Work item:
Every record that follows needs to be written out again, exactly.

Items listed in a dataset
★ ★ ★ ★
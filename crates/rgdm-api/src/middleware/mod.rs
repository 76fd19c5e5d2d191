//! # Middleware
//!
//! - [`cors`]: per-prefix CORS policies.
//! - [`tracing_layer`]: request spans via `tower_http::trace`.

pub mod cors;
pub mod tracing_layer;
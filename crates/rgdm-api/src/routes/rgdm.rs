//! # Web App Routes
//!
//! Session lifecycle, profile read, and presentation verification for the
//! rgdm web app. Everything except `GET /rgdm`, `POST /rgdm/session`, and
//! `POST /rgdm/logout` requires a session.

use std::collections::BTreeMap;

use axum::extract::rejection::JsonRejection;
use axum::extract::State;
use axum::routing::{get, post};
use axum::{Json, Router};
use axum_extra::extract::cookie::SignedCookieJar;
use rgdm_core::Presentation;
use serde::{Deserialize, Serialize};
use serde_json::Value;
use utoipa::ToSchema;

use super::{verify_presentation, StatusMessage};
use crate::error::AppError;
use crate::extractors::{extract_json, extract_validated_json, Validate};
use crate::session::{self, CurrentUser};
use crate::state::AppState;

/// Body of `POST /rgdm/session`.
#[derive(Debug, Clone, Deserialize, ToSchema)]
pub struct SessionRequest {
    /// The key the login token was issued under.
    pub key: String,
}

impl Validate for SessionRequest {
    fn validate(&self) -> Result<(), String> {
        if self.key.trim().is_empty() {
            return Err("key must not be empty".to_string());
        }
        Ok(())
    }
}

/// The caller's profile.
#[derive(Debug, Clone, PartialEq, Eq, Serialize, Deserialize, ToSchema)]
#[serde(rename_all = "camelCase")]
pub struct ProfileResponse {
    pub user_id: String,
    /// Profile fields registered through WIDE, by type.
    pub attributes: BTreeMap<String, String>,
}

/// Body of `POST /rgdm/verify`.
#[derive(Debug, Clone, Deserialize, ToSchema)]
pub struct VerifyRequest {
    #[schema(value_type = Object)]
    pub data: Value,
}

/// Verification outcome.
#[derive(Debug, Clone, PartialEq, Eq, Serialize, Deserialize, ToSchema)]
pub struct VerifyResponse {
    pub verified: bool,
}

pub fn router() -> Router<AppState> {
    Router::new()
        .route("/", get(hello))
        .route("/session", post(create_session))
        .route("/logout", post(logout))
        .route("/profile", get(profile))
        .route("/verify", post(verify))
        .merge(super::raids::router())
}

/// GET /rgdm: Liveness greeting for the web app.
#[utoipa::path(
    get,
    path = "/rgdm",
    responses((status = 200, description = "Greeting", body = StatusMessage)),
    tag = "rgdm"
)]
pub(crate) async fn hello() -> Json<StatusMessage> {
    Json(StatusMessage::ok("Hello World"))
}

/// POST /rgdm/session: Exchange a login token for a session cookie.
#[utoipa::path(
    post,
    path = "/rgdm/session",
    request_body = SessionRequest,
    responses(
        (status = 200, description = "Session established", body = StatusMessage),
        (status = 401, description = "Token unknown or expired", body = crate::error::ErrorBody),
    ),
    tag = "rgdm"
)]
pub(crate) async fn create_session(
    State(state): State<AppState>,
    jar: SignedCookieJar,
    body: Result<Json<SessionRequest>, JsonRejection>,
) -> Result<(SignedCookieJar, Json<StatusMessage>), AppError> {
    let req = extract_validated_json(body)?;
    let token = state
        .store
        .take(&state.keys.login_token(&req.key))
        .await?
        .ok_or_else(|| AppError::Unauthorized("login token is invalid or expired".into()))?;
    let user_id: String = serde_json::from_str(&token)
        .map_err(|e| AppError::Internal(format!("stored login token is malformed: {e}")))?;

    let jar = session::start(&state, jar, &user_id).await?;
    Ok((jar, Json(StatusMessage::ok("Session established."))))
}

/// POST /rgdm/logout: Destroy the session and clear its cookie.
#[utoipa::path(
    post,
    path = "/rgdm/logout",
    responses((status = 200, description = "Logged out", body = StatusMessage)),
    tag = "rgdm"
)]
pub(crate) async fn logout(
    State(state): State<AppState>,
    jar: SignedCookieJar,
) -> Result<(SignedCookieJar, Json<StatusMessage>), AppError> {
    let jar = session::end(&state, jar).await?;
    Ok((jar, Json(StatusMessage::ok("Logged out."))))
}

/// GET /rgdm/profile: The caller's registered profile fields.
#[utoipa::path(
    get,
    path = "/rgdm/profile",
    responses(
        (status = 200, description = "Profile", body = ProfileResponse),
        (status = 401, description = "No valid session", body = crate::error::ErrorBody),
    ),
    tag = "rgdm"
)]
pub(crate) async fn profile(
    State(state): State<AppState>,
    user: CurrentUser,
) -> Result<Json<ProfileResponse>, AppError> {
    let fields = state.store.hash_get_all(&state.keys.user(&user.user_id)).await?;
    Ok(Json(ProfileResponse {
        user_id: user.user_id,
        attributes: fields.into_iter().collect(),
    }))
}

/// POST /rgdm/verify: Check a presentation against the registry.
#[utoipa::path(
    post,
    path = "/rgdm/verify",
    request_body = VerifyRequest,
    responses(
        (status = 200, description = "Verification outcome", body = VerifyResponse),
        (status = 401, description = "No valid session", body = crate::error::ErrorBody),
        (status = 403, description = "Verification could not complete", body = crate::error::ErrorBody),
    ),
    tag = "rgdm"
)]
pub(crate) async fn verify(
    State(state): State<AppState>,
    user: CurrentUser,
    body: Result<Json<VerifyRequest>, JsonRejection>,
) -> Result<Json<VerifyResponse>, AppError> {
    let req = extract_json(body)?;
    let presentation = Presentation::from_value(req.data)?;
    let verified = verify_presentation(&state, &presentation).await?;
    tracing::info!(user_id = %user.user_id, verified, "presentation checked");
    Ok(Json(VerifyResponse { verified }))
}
★ ★ ★ ★
Exercise output:
filename crates/rgdm-api/src/middleware/mod.rs
repository 76fd19c5e5d2d191
//! # Middleware
//!
//! - [`cors`]: per-prefix CORS policies.
//! - [`tracing_layer`]: request spans via `tower_http::trace`.

pub mod cors;
pub mod tracing_layer;
filename crates/rgdm-api/src/routes/rgdm.rs
//! # Web App Routes
//!
//! Session lifecycle, profile read, and presentation verification for the
//! rgdm web app. Everything except `GET /rgdm`, `POST /rgdm/session`, and
//! `POST /rgdm/logout` requires a session.

use std::collections::BTreeMap;

use axum::extract::rejection::JsonRejection;
use axum::extract::State;
use axum::routing::{get, post};
use axum::{Json, Router};
use axum_extra::extract::cookie::SignedCookieJar;
use rgdm_core::Presentation;
use serde::{Deserialize, Serialize};
use serde_json::Value;
use utoipa::ToSchema;

use super::{verify_presentation, StatusMessage};
use crate::error::AppError;
use crate::extractors::{extract_json, extract_validated_json, Validate};
use crate::session::{self, CurrentUser};
use crate::state::AppState;

/// Body of `POST /rgdm/session`.
#[derive(Debug, Clone, Deserialize, ToSchema)]
pub struct SessionRequest {
    /// The key the login token was issued under.
    pub key: String,
}

impl Validate for SessionRequest {
    fn validate(&self) -> Result<(), String> {
        if self.key.trim().is_empty() {
            return Err("key must not be empty".to_string());
        }
        Ok(())
    }
}

/// The caller's profile.
#[derive(Debug, Clone, PartialEq, Eq, Serialize, Deserialize, ToSchema)]
#[serde(rename_all = "camelCase")]
pub struct ProfileResponse {
    pub user_id: String,
    /// Profile fields registered through WIDE, by type.
    pub attributes: BTreeMap<String, String>,
}

/// Body of `POST /rgdm/verify`.
#[derive(Debug, Clone, Deserialize, ToSchema)]
pub struct VerifyRequest {
    #[schema(value_type = Object)]
    pub data: Value,
}

/// Verification outcome.
#[derive(Debug, Clone, PartialEq, Eq, Serialize, Deserialize, ToSchema)]
pub struct VerifyResponse {
    pub verified: bool,
}

pub fn router() -> Router<AppState> {
    Router::new()
        .route("/", get(hello))
        .route("/session", post(create_session))
        .route("/logout", post(logout))
        .route("/profile", get(profile))
        .route("/verify", post(verify))
        .merge(super::raids::router())
}

/// GET /rgdm: Liveness greeting for the web app.
#[utoipa::path(
    get,
    path = "/rgdm",
    responses((status = 200, description = "Greeting", body = StatusMessage)),
    tag = "rgdm"
)]
pub(crate) async fn hello() -> Json<StatusMessage> {
    Json(StatusMessage::ok("Hello World"))
}

/// POST /rgdm/session: Exchange a login token for a session cookie.
#[utoipa::path(
    post,
    path = "/rgdm/session",
    request_body = SessionRequest,
    responses(
        (status = 200, description = "Session established", body = StatusMessage),
        (status = 401, description = "Token unknown or expired", body = crate::error::ErrorBody),
    ),
    tag = "rgdm"
)]
pub(crate) async fn create_session(
    State(state): State<AppState>,
    jar: SignedCookieJar,
    body: Result<Json<SessionRequest>, JsonRejection>,
) -> Result<(SignedCookieJar, Json<StatusMessage>), AppError> {
    let req = extract_validated_json(body)?;
    let token = state
        .store
        .take(&state.keys.login_token(&req.key))
        .await?
        .ok_or_else(|| AppError::Unauthorized("login token is invalid or expired".into()))?;
    let user_id: String = serde_json::from_str(&token)
        .map_err(|e| AppError::Internal(format!("stored login token is malformed: {e}")))?;

    let jar = session::start(&state, jar, &user_id).await?;
    Ok((jar, Json(StatusMessage::ok("Session established."))))
}

/// POST /rgdm/logout: Destroy the session and clear its cookie.
#[utoipa::path(
    post,
    path = "/rgdm/logout",
    responses((status = 200, description = "Logged out", body = StatusMessage)),
    tag = "rgdm"
)]
pub(crate) async fn logout(
    State(state): State<AppState>,
    jar: SignedCookieJar,
) -> Result<(SignedCookieJar, Json<StatusMessage>), AppError> {
    let jar = session::end(&state, jar).await?;
    Ok((jar, Json(StatusMessage::ok("Logged out."))))
}

/// GET /rgdm/profile: The caller's registered profile fields.
#[utoipa::path(
    get,
    path = "/rgdm/profile",
    responses(
        (status = 200, description = "Profile", body = ProfileResponse),
        (status = 401, description = "No valid session", body = crate::error::ErrorBody),
    ),
    tag = "rgdm"
)]
pub(crate) async fn profile(
    State(state): State<AppState>,
    user: CurrentUser,
) -> Result<Json<ProfileResponse>, AppError> {
    let fields = state.store.hash_get_all(&state.keys.user(&user.user_id)).await?;
    Ok(Json(ProfileResponse {
        user_id: user.user_id,
        attributes: fields.into_iter().collect(),
    }))
}

/// POST /rgdm/verify: Check a presentation against the registry.
#[utoipa::path(
    post,
    path = "/rgdm/verify",
    request_body = VerifyRequest,
    responses(
        (status = 200, description = "Verification outcome", body = VerifyResponse),
        (status = 401, description = "No valid session", body = crate::error::ErrorBody),
        (status = 403, description = "Verification could not complete", body = crate::error::ErrorBody),
    ),
    tag = "rgdm"
)]
pub(crate) async fn verify(
    State(state): State<AppState>,
    user: CurrentUser,
    body: Result<Json<VerifyRequest>, JsonRejection>,
) -> Result<Json<VerifyResponse>, AppError> {
    let req = extract_json(body)?;
    let presentation = Presentation::from_value(req.data)?;
    let verified = verify_presentation(&state, &presentation).await?;
    tracing::info!(user_id = %user.user_id, verified, "presentation checked");
    Ok(Json(VerifyResponse { verified }))
}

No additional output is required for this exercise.